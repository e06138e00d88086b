use std::sync::Mutex;

use rand::Rng;
use tensorblob::{
    BlobCodec, BlobError, ChunkSize, DataType, Payload, SerializerConfig, TensorAssembler,
};
use tensorblob_tensor::{f16, Blob, Device, Element, ElementType, TensorData, TypeTag, TypedBuffer};

fn init_logger() {
    let _ = env_logger::builder().is_test(true).try_init();
}

fn collect(
    codec: &BlobCodec,
    blob: &Blob,
    name: &str,
    chunk_size: ChunkSize,
) -> Result<Vec<(String, Vec<u8>)>, BlobError> {
    let records = Mutex::new(Vec::new());
    codec.serialize_blob(
        blob,
        name,
        &|key, bytes| records.lock().unwrap().push((key.to_string(), bytes)),
        chunk_size,
    )?;
    Ok(records.into_inner().unwrap())
}

fn roundtrip(codec: &BlobCodec, buffer: TypedBuffer) -> Result<TypedBuffer, BlobError> {
    let bytes = codec.serialize_blob_to_bytes(&Blob::new(buffer), "x")?;
    let mut blob = Blob::empty();
    codec.deserialize_blob(&bytes, &mut blob)?;
    blob.take::<TypedBuffer>().ok_or(BlobError::UnexpectedValue {
        expected: "TypedBuffer",
    })
}

fn assert_roundtrip<T: Element + Clone + PartialEq + std::fmt::Debug>(
    codec: &BlobCodec,
    shape: Vec<usize>,
    data: Vec<T>,
) -> Result<(), Box<dyn std::error::Error>> {
    let buffer = TypedBuffer::from_vec(shape.clone(), data.clone(), Device::cpu())?;
    let restored = roundtrip(codec, buffer)?;
    assert_eq!(restored.shape(), &shape[..]);
    assert_eq!(restored.element_type(), T::ELEMENT_TYPE);
    assert_eq!(restored.as_slice::<T>(), Some(&data[..]));
    Ok(())
}

#[test]
fn test_roundtrip_all_element_types() -> Result<(), Box<dyn std::error::Error>> {
    init_logger();
    let codec = BlobCodec::cpu();
    let mut rng = rand::rng();
    let n = 24;

    assert_roundtrip(&codec, vec![2, 3, 4], (0..n).map(|_| rng.random::<f32>()).collect())?;
    assert_roundtrip(&codec, vec![n], (0..n).map(|_| rng.random::<f64>()).collect())?;
    assert_roundtrip(&codec, vec![4, 6], (0..n).map(|_| rng.random::<i32>()).collect())?;
    assert_roundtrip(&codec, vec![4, 6], (0..n).map(|_| rng.random::<i64>()).collect())?;
    assert_roundtrip(&codec, vec![n], (0..n).map(|_| rng.random::<bool>()).collect())?;
    assert_roundtrip(&codec, vec![n], (0..n).map(|_| rng.random::<u8>()).collect())?;
    assert_roundtrip(&codec, vec![n], (0..n).map(|_| rng.random::<i8>()).collect())?;
    assert_roundtrip(&codec, vec![n], (0..n).map(|_| rng.random::<u16>()).collect())?;
    assert_roundtrip(&codec, vec![n], (0..n).map(|_| rng.random::<i16>()).collect())?;
    assert_roundtrip(
        &codec,
        vec![3],
        vec!["".to_string(), "tensor".to_string(), "blob #%".to_string()],
    )?;
    Ok(())
}

#[test]
fn test_roundtrip_extreme_narrow_values() -> Result<(), Box<dyn std::error::Error>> {
    let codec = BlobCodec::cpu();
    assert_roundtrip(&codec, vec![2], vec![u8::MIN, u8::MAX])?;
    assert_roundtrip(&codec, vec![2], vec![i8::MIN, i8::MAX])?;
    assert_roundtrip(&codec, vec![2], vec![u16::MIN, u16::MAX])?;
    assert_roundtrip(&codec, vec![2], vec![i16::MIN, i16::MAX])?;
    assert_roundtrip(&codec, vec![2], vec![i64::MIN, i64::MAX])?;
    Ok(())
}

#[test]
fn test_roundtrip_fp16_both_wire_layouts() -> Result<(), Box<dyn std::error::Error>> {
    let mut rng = rand::rng();
    let data: Vec<f16> = (0..50)
        .map(|_| f16::from_f32(rng.random_range(-100.0..100.0)))
        .chain([f16::INFINITY, f16::NEG_ZERO, f16::MIN_POSITIVE_SUBNORMAL])
        .collect();

    for as_bytes in [false, true] {
        let config = SerializerConfig::default().with_serialize_fp16_as_bytes(as_bytes);
        let codec = BlobCodec::cpu().with_config(config)?;
        let buffer = TypedBuffer::from_vec(vec![data.len()], data.clone(), Device::cpu())?;
        let bytes = codec.serialize_blob_to_bytes(&Blob::new(buffer), "h")?;

        let record = codec.parse_record(&bytes)?;
        let tensor = record.tensor.as_ref().ok_or("expected a tensor record")?;
        assert_eq!(tensor.data_type()?, DataType::Float16);
        assert_eq!(matches!(tensor.payload, Payload::Bytes(_)), as_bytes);

        let mut blob = Blob::empty();
        codec.deserialize_blob(&bytes, &mut blob)?;
        let restored = blob.get::<TypedBuffer>().and_then(|b| b.as_slice::<f16>());
        let restored_bits: Option<Vec<u16>> = restored.map(|s| s.iter().map(|h| h.to_bits()).collect());
        let bits: Vec<u16> = data.iter().map(|h| h.to_bits()).collect();
        assert_eq!(restored_bits, Some(bits));
    }
    Ok(())
}

#[test]
fn test_fp16_bytes_readable_by_default_codec() -> Result<(), Box<dyn std::error::Error>> {
    let writer = BlobCodec::cpu().with_config(SerializerConfig::default().with_serialize_fp16_as_bytes(true))?;
    let reader = BlobCodec::cpu();
    let data = vec![f16::from_f32(1.5), f16::from_f32(-0.25)];
    let buffer = TypedBuffer::from_vec(vec![2], data.clone(), Device::cpu())?;
    let bytes = writer.serialize_blob_to_bytes(&Blob::new(buffer), "h")?;
    let mut blob = Blob::empty();
    reader.deserialize_blob(&bytes, &mut blob)?;
    assert_eq!(blob.get::<TypedBuffer>().and_then(|b| b.as_slice::<f16>()), Some(&data[..]));
    Ok(())
}

#[test]
fn test_empty_tensor_keeps_shape() -> Result<(), Box<dyn std::error::Error>> {
    init_logger();
    let codec = BlobCodec::cpu();
    let buffer = TypedBuffer::from_vec::<f32>(vec![0], Vec::new(), Device::cpu())?;
    let records = collect(&codec, &Blob::new(buffer), "empty", ChunkSize::Default)?;
    assert_eq!(records.len(), 1);
    assert_eq!(records[0].0, "empty#%0");

    let record = codec.parse_record(&records[0].1)?;
    let tensor = record.tensor.as_ref().ok_or("expected a tensor record")?;
    assert_eq!(tensor.dims, vec![0]);
    assert_eq!(tensor.payload, Payload::Float(Vec::new()));
    assert_eq!(tensor.range(0)?, (0, 0));

    let mut blob = Blob::empty();
    codec.deserialize_record(&record, &mut blob)?;
    let restored = blob.get::<TypedBuffer>().ok_or("expected a buffer")?;
    assert_eq!(restored.shape(), &[0]);
    assert_eq!(restored.element_type(), ElementType::F32);
    Ok(())
}

#[test]
fn test_unset_empty_tensor_legacy_fallback() -> Result<(), Box<dyn std::error::Error>> {
    init_logger();
    let codec = BlobCodec::cpu();
    let buffer = TypedBuffer::unfilled(vec![0, 3], ElementType::Unset, Device::cpu());
    let bytes = codec.serialize_blob_to_bytes(&Blob::new(buffer), "legacy")?;

    let mut blob = Blob::empty();
    codec.deserialize_blob(&bytes, &mut blob)?;
    let restored = blob.get::<TypedBuffer>().ok_or("expected a buffer")?;
    assert_eq!(restored.shape(), &[0]);
    assert_eq!(restored.element_type(), ElementType::F32);
    Ok(())
}

#[test]
fn test_unfilled_tensor_is_rejected() {
    let codec = BlobCodec::cpu();
    let buffer = TypedBuffer::unfilled(vec![5], ElementType::I32, Device::cpu());
    let res = codec.serialize_blob_to_bytes(&Blob::new(buffer), "w");
    assert!(matches!(res, Err(BlobError::TensorNotFilled { numel: 5, .. })));
}

#[test]
fn test_no_chunking_single_record_keyed_by_name() -> Result<(), Box<dyn std::error::Error>> {
    let codec = BlobCodec::cpu().with_config(SerializerConfig::default().with_chunk_size(2))?;
    let buffer = TypedBuffer::from_vec(vec![10], vec![3i32; 10], Device::cpu())?;
    let records = collect(&codec, &Blob::new(buffer), "whole", ChunkSize::NoChunking)?;
    assert_eq!(records.len(), 1);
    assert_eq!(records[0].0, "whole");
    let record = codec.parse_record(&records[0].1)?;
    assert_eq!(record.tensor.map(|t| t.payload.len()), Some(10));
    Ok(())
}

#[test]
fn test_chunked_records_rebuild_tensor() -> Result<(), Box<dyn std::error::Error>> {
    let codec = BlobCodec::cpu();
    let data: Vec<f64> = (0..37).map(|i| i as f64 * 0.5).collect();
    let buffer = TypedBuffer::from_vec(vec![37], data.clone(), Device::cpu())?;
    let mut records = collect(&codec, &Blob::new(buffer), "c", ChunkSize::Elements(5))?;
    assert_eq!(records.len(), 8);
    records.sort_by(|a, b| b.0.cmp(&a.0));

    let mut blob = Blob::empty();
    for (_, bytes) in &records {
        codec.deserialize_blob(bytes, &mut blob)?;
    }
    assert_eq!(blob.get::<TypedBuffer>().and_then(|b| b.as_slice::<f64>()), Some(&data[..]));

    let mut assembler = TensorAssembler::new(&codec).strict(true);
    for (_, bytes) in &records {
        assembler.add_bytes(bytes)?;
    }
    assert_eq!(assembler.finish()?.as_slice::<f64>(), Some(&data[..]));
    Ok(())
}

#[test]
fn test_erased_elements_roundtrip() -> Result<(), Box<dyn std::error::Error>> {
    let codec = BlobCodec::cpu();
    let words = ["alpha", "beta", "gamma"];
    let blobs = words.iter().map(|w| Blob::new(w.to_string())).collect();
    let tag = TypeTag::of::<String>();
    let buffer = TypedBuffer::from_data(vec![3], TensorData::Erased(tag, blobs), Device::cpu())?;

    let restored = roundtrip(&codec, buffer)?;
    assert_eq!(restored.element_type(), ElementType::Erased(tag));
    let Some(TensorData::Erased(_, blobs)) = restored.data() else {
        return Err("expected erased storage".into());
    };
    let restored_words: Vec<_> = blobs.iter().filter_map(|b| b.get::<String>().map(String::as_str)).collect();
    assert_eq!(restored_words, words);
    Ok(())
}

#[test]
fn test_unregistered_type_aborts() {
    struct Opaque;

    let codec = BlobCodec::cpu();
    let calls = Mutex::new(0usize);
    let res = codec.serialize_blob(
        &Blob::new(Opaque),
        "o",
        &|_, _| *calls.lock().unwrap() += 1,
        ChunkSize::Default,
    );
    let err = res.err();
    assert!(matches!(err, Some(BlobError::NoSerializer(_))));
    assert!(err.is_some_and(|e| e.is_fatal() && e.is_registration_error()));
    assert_eq!(*calls.lock().unwrap(), 0);
}

#[test]
fn test_malformed_bytes_are_a_parse_error() {
    let codec = BlobCodec::cpu();
    let res = codec.deserialize_blob(&[0xde, 0xad, 0xbe, 0xef, 0xff], &mut Blob::empty());
    let err = res.err();
    assert!(matches!(err, Some(BlobError::Parse(_))));
    assert!(err.is_some_and(|e| !e.is_fatal()));
}

#[test]
fn test_string_blob_roundtrip() -> Result<(), Box<dyn std::error::Error>> {
    let codec = BlobCodec::cpu();
    let records = collect(&codec, &Blob::new("weights v2".to_string()), "meta", ChunkSize::Default)?;
    assert_eq!(records.len(), 1);
    assert_eq!(records[0].0, "meta");

    let mut blob = Blob::empty();
    codec.deserialize_blob(&records[0].1, &mut blob)?;
    assert_eq!(blob.get::<String>().map(String::as_str), Some("weights v2"));
    Ok(())
}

_EXERCISE INSTRUCTIONS_. Your answer must be the count of lines in the data that contain "writer", with no added words.

_TASK SOLUTION_. 2